Mirror, Mirror

What makes us who we are? Is it our genetics, upbringing, or is it influence from our friends and social groups that mold our character? Quite possibly, it’s a combination of the three. What I do know and have witnessed, both with myself growing up and now as an adult observing child, is mirroring.

Mirror, mirror what do you see?

My darling child staring back at me.

Innocent and young, just learning who to be.

My best I must reflect, for your future I foresee.

A flashback of a summer back when I was in middle school. I was living in NYC and dedicated to being part of the cool club vibe that seemed to be resonating in my neighborhood. Like many others at this age, I was trying to find myself, fit in with the in-crowd, and trying to understand how much of me would actually fit in the in-crowd. The answer to that is not much! There was a girl that lived in the neighborhood that was not part of the group. She stayed to herself a lot and genuinely seemed to not want to be part of the group. And for that reason, she was made fun of – to her face and behind her back. The things that were said about her and done to her were cruel and with no basis – it is appalling how cruel kids are. I’m sure you have seen it yourself – maybe you were the “strange” guy/girl who kept to yourself… Or maybe you were the bully. Or even the bystander. I was the follower.

I had no reason to be anything but nice to this girl. She never bothered me or made fun of me like some of the others had. She kept to herself and wanted to be left alone. But I wanted to fit in so badly and be in the circle, that I mirrored what I saw. I didn’t go as far as to bully her or make fun of her to her face, but I did join in when they made fun of her in the group conversation. I don’t excuse what I did, I was a follower which is the last thing we want our children to ever be.

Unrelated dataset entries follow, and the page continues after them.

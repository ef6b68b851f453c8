//! Deploy Service - upgrades an existing server.
//!
//! Planning computes an [`UpgradeDifferential`] from the server's installed
//! artifacts to the desired ones. Applying installs the new files first and
//! only then removes what they replace. A failed install restores any file
//! it had overwritten, so the server is left as it was.

use tracing::{info, instrument};

use crate::application::{
    ports::{ArtifactRepository, DistributionSource, Filesystem, Prompter, ServerStore},
    services::{
        installer::Installer,
        presenter::{self, UpgradeDecision},
        wizard::{InstallTarget, Wizard},
    },
};
use crate::domain::{Artifact, Distribution, DistributionRef, ServerConfig, UpgradeDifferential};
use crate::error::SdkResult;

#[derive(Debug, Clone, Default)]
pub struct DeployRequest {
    pub server_id: Option<String>,
    pub distribution: Option<String>,
    pub platform_version: Option<String>,
    /// Skip the confirmation question.
    pub assume_yes: bool,
}

/// Result of a deploy run.
#[derive(Debug, Clone, PartialEq)]
pub enum DeployOutcome {
    NothingToUpgrade,
    Declined,
    /// Upgrade applied; `changes` are the presented lines.
    Applied {
        server: ServerConfig,
        changes: Vec<String>,
    },
}

pub struct DeployService {
    store: Box<dyn ServerStore>,
    repository: Box<dyn ArtifactRepository>,
    distributions: Box<dyn DistributionSource>,
    filesystem: Box<dyn Filesystem>,
    prompter: Box<dyn Prompter>,
    platform_versions: Vec<String>,
}

impl DeployService {
    pub fn new(
        store: Box<dyn ServerStore>,
        repository: Box<dyn ArtifactRepository>,
        distributions: Box<dyn DistributionSource>,
        filesystem: Box<dyn Filesystem>,
        prompter: Box<dyn Prompter>,
        platform_versions: Vec<String>,
    ) -> Self {
        Self {
            store,
            repository,
            distributions,
            filesystem,
            prompter,
            platform_versions,
        }
    }

    /// Resolve what to deploy, show the changes, ask, and apply.
    #[instrument(skip_all, fields(server_id = ?request.server_id))]
    pub fn deploy(&self, request: DeployRequest) -> SdkResult<DeployOutcome> {
        let wizard = Wizard::new(self.prompter.as_ref());
        let server_id =
            wizard.existing_server_or_prompt(request.server_id.as_deref(), self.store.as_ref())?;

        let target = wizard.install_target_or_prompt(
            request.distribution.as_deref(),
            request.platform_version.as_deref(),
            &self.platform_versions,
        )?;
        let (server, diff, distribution) = match target {
            InstallTarget::Distribution(reference) => {
                let distribution = self.distributions.load(&reference)?;
                let (server, diff) = self.plan_upgrade(&server_id, &distribution)?;
                (server, diff, Some(distribution.reference()))
            }
            InstallTarget::Platform(version) => {
                let (server, diff) = self.plan_platform(&server_id, &version)?;
                (server, diff, None)
            }
        };

        let installed_platform = server.platform_version.clone();
        match presenter::confirm(&wizard, &diff, installed_platform.as_deref(), request.assume_yes)? {
            UpgradeDecision::NothingToUpgrade => Ok(DeployOutcome::NothingToUpgrade),
            UpgradeDecision::Declined => {
                info!("Upgrade declined");
                Ok(DeployOutcome::Declined)
            }
            UpgradeDecision::Confirmed => {
                let changes = presenter::describe(&diff, installed_platform.as_deref());
                let server = self.apply_upgrade(server, &diff, distribution)?;
                Ok(DeployOutcome::Applied { server, changes })
            }
        }
    }

    /// Differential from the server's installed artifacts to `distribution`.
    pub fn plan_upgrade(
        &self,
        server_id: &str,
        distribution: &Distribution,
    ) -> SdkResult<(ServerConfig, UpgradeDifferential)> {
        distribution.validate()?;
        let server = self.store.load(server_id)?;
        let diff = UpgradeDifferential::calculate(&server.artifacts, &distribution.artifacts)?;
        info!(changes = diff.len(), "Upgrade planned");
        Ok((server, diff))
    }

    /// Differential that replaces only the platform web application.
    pub fn plan_platform(
        &self,
        server_id: &str,
        version: &str,
    ) -> SdkResult<(ServerConfig, UpgradeDifferential)> {
        let server = self.store.load(server_id)?;
        let installed: Vec<Artifact> = server.platform().cloned().into_iter().collect();
        let diff = UpgradeDifferential::calculate(&installed, &[Artifact::platform(version)])?;
        Ok((server, diff))
    }

    /// Plan and apply a platform-only upgrade without asking.
    pub fn deploy_platform(&self, server_id: &str, version: &str) -> SdkResult<ServerConfig> {
        let (server, diff) = self.plan_platform(server_id, version)?;
        if diff.is_empty() {
            return Ok(server);
        }
        self.apply_upgrade(server, &diff, None)
    }

    /// Install everything in `diff`, drop the files it replaces, and save.
    #[instrument(skip_all, fields(server_id = %server.server_id, changes = diff.len()))]
    pub fn apply_upgrade(
        &self,
        mut server: ServerConfig,
        diff: &UpgradeDifferential,
        distribution: Option<DistributionRef>,
    ) -> SdkResult<ServerConfig> {
        let server_dir = self.store.server_dir(&server.server_id);
        let installer = Installer::new(self.repository.as_ref(), self.filesystem.as_ref());

        let to_install: Vec<&Artifact> = diff
            .platform_artifact
            .iter()
            .chain(diff.update_old_to_new.iter().map(|(_, new)| new))
            .chain(diff.modules_to_add.iter())
            .collect();
        installer.install_all(&server_dir, &to_install)?;

        let mut superseded: Vec<Artifact> = diff
            .update_old_to_new
            .iter()
            .filter(|(old, new)| old.dest_file_name() != new.dest_file_name())
            .map(|(old, _)| old.clone())
            .collect();
        if let (Some(old), Some(new)) = (server.platform(), &diff.platform_artifact) {
            if old.dest_file_name() != new.dest_file_name() {
                superseded.push(old.clone());
            }
        }
        for old in &superseded {
            installer.remove(&server_dir, old)?;
        }

        for artifact in to_install {
            server.record_artifact(artifact.clone());
        }
        if distribution.is_some() {
            server.distribution = distribution;
        }
        self.store.save(&server)?;

        info!("Upgrade applied");
        Ok(server)
    }
}
//! Application ports (traits) for external dependencies.
//!
//! In hexagonal architecture, ports define interfaces that the application
//! needs from the outside world. Adapters in `omrs-adapters` implement these.
//!
//! ## Port Types
//!
//! - **Driven (Output) Ports**: Called by application, implemented by infrastructure
//!   - `Filesystem`: File operations
//!   - `Prompter`: Questions and answers
//!   - `ServerStore`: Server configuration persistence
//!   - `ArtifactRepository`: Artifact lookup and installation
//!   - `DistributionSource`: Distribution manifests
//!   - `ArchetypeRunner`: Project generation
//!
//! - **Driving (Input) Ports**: Called by external world, implemented by application
//!   - (Defined in CLI layer, implemented by services)

pub mod output;

pub use output::{
    ArchetypeRunner, ArtifactRepository, DistributionSource, Filesystem, Prompter, ServerStore,
};

#[cfg(test)]
pub use output::MockArchetypeRunner;
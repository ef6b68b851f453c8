//! `omrs install-module` and `omrs uninstall-module`.

use tracing::instrument;

use omrs_core::application::{ModuleInstallOutcome, ModuleService};

use crate::{
    cli::{GlobalArgs, InstallModuleArgs, UninstallModuleArgs},
    config::AppConfig,
    error::CliResult,
    output::OutputManager,
    prompter,
};

fn service(global: &GlobalArgs, config: &AppConfig) -> ModuleService {
    ModuleService::new(
        super::store(config),
        super::repository(config),
        super::filesystem(),
        prompter::select(global),
    )
}

#[instrument(skip_all, fields(server_id = ?args.server_id, artifact_id = ?args.artifact_id))]
pub fn install(
    args: InstallModuleArgs,
    global: GlobalArgs,
    config: AppConfig,
    output: OutputManager,
) -> CliResult<()> {
    let service = service(&global, &config);

    let spinner = output.spinner("Installing module...");
    let result = service.install(args.into_request());
    spinner.finish_and_clear();

    let (artifact, message) = match result? {
        ModuleInstallOutcome::Installed(artifact) => {
            let message = format!("Installed {} {}", artifact.artifact_id, artifact.version);
            (artifact, message)
        }
        ModuleInstallOutcome::Updated { artifact, from } => {
            let message = format!(
                "Updated {} from {from} to {}",
                artifact.artifact_id, artifact.version
            );
            (artifact, message)
        }
    };

    if output.is_json() {
        return output.json(&artifact);
    }
    output.success(&message)?;
    Ok(())
}

#[instrument(skip_all, fields(server_id = ?args.server_id, artifact_id = ?args.artifact_id))]
pub fn uninstall(
    args: UninstallModuleArgs,
    global: GlobalArgs,
    config: AppConfig,
    output: OutputManager,
) -> CliResult<()> {
    let removed = service(&global, &config)
        .uninstall(args.server_id.as_deref(), args.artifact_id.as_deref())?;

    if output.is_json() {
        return output.json(&removed);
    }
    output.success(&format!(
        "Removed {} {}",
        removed.artifact_id, removed.version
    ))?;
    Ok(())
}
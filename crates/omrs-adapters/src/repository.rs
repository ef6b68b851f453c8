//! Artifact lookup in a local Maven-layout repository.
//!
//! ```text
//! <root>/<group as path>/<artifactId>/<version>/<artifactId>-<version>.<type>
//! ```

use std::fs;
use std::path::{Path, PathBuf};

use omrs_core::{
    application::{ApplicationError, ports::ArtifactRepository},
    domain::Artifact,
    error::SdkResult,
};
use tracing::{debug, instrument};

use crate::error::AdapterError;

#[derive(Debug, Clone)]
pub struct LocalRepository {
    root: PathBuf,
}

impl LocalRepository {
    pub fn new(root: impl Into<PathBuf>) -> Self {
        Self { root: root.into() }
    }

    pub fn root(&self) -> &Path {
        &self.root
    }

    /// Directory of one artifact version.
    pub fn version_dir(&self, group_id: &str, artifact_id: &str, version: &str) -> PathBuf {
        group_id
            .split('.')
            .fold(self.root.clone(), |path, segment| path.join(segment))
            .join(artifact_id)
            .join(version)
    }

    /// Where `artifact` lives in the repository, present or not.
    pub fn artifact_path(&self, artifact: &Artifact) -> PathBuf {
        self.version_dir(&artifact.group_id, &artifact.artifact_id, &artifact.version)
            .join(format!(
                "{}-{}.{}",
                artifact.artifact_id, artifact.version, artifact.artifact_type
            ))
    }
}

impl ArtifactRepository for LocalRepository {
    fn resolve(&self, artifact: &Artifact) -> SdkResult<PathBuf> {
        let path = self.artifact_path(artifact);
        if path.is_file() {
            Ok(path)
        } else {
            Err(ApplicationError::ArtifactNotFound {
                coordinates: artifact.coordinates(),
                path,
            }
            .into())
        }
    }

    #[instrument(skip_all, fields(artifact = %artifact))]
    fn install(&self, artifact: &Artifact, dest_dir: &Path) -> SdkResult<PathBuf> {
        let source = self.resolve(artifact)?;
        fs::create_dir_all(dest_dir).map_err(|e| AdapterError::io("create directory", dest_dir, e))?;

        let dest = dest_dir.join(artifact.dest_file_name());
        fs::copy(&source, &dest).map_err(|e| AdapterError::io("copy artifact to", &dest, e))?;
        debug!(from = %source.display(), to = %dest.display(), "Copied artifact");
        Ok(dest)
    }
}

So how do we avoid this from happening? We need to set an example from birth. I encounter so many parents saying things like she/he is too young to understand right now. That is not true. From birth we are absorbing, everything we see, hear, smell, taste, touch. We are a blank canvas and our senses are the brushes. Parents, educators, adults, influencers need to always provide the most colorful and vibrant paint colors. This means providing the best example for our youth – with our words, our gestures and our actions.

My best I must reflect, for your future I foresee.

Imagine their future… As toddlers playing with their siblings and other children. In school, learning – participating – making friends. In high school, making difficult decisions that will define who they are – being a follower or a leader. And so on. It starts from 0, so let’s think about this and who we are when we are providing the mirror for our child to look into.